What’s the price to pay for a perfect apple? Cancer, apparently. Pesticides are silent killers and should be banned, warn many.
It’s easy to buy into the argument. Pesticide is a scary word, up there with Nazi and torture, but Rip Off Britain (BBC1, 7.30pm, 21 July) asked if pesticides were “key to keeping prices low and quality high”.
The rise of organic shows some people will pay a little more for something a little less beautiful, but the show claimed commercially grown apples were sprayed “18 times a year” with “30 different fungicides, insecticides, herbicides and growth regulators”.
“I’m not 100% comfortable with that,” said Janet from Kent, who grows her own on an allotment. Neither am I. Campaigners go further, claiming even minute residues of pesticides can cause cancer.

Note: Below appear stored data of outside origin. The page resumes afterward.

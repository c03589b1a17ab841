use std::path::Path;
use std::str::FromStr;
use std::sync::Arc;

use anyhow::{Context, Result};
use rusqlite::{Connection, OptionalExtension, params};

use super::models::*;

/// Async-safe handle to the factory database.
///
/// Wraps `FactoryDb` behind `Arc<Mutex>` and runs all access on tokio's
/// blocking thread pool via `spawn_blocking`, so synchronous SQLite I/O never
/// ties up async worker threads. Every closure passed to [`DbHandle::call`]
/// runs with exclusive access to the connection.
#[derive(Clone)]
pub struct DbHandle {
    inner: Arc<std::sync::Mutex<FactoryDb>>,
}

impl DbHandle {
    pub fn new(db: FactoryDb) -> Self {
        Self {
            inner: Arc::new(std::sync::Mutex::new(db)),
        }
    }

    /// Run a closure with access to the database on a blocking thread.
    /// All data passed into `f` must be owned (`'static`).
    pub async fn call<F, R>(&self, f: F) -> Result<R>
    where
        F: FnOnce(&FactoryDb) -> Result<R> + Send + 'static,
        R: Send + 'static,
    {
        let db = self.inner.clone();
        tokio::task::spawn_blocking(move || {
            let guard = db.lock().map_err(|e| anyhow::anyhow!("DB lock poisoned: {}", e))?;
            f(&guard)
        })
        .await
        .context("DB task panicked")?
    }
}

pub struct FactoryDb {
    conn: Connection,
}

So the show took a basket of muddy vegetables from Janet’s allotment and lab-tested them against a “non-organic” basket of identical ingredients purchased at a mystery supermarket.
The results? Well, Janet’s basket got a 100% clean bill of health. As for the supermarket, only one product, some raspberries, contained a single trace of residue that, according to “public analyst” Jon Griffin, was so minute it barely registered. “More than acceptable,” he concluded.
Thank goodness. Everything’s fine. Or is it? Griffin also warned he’s tested products that were way above acceptable levels, which could have caused cancer. Which leaves me less than 100% confident all over again. Where’s my spade?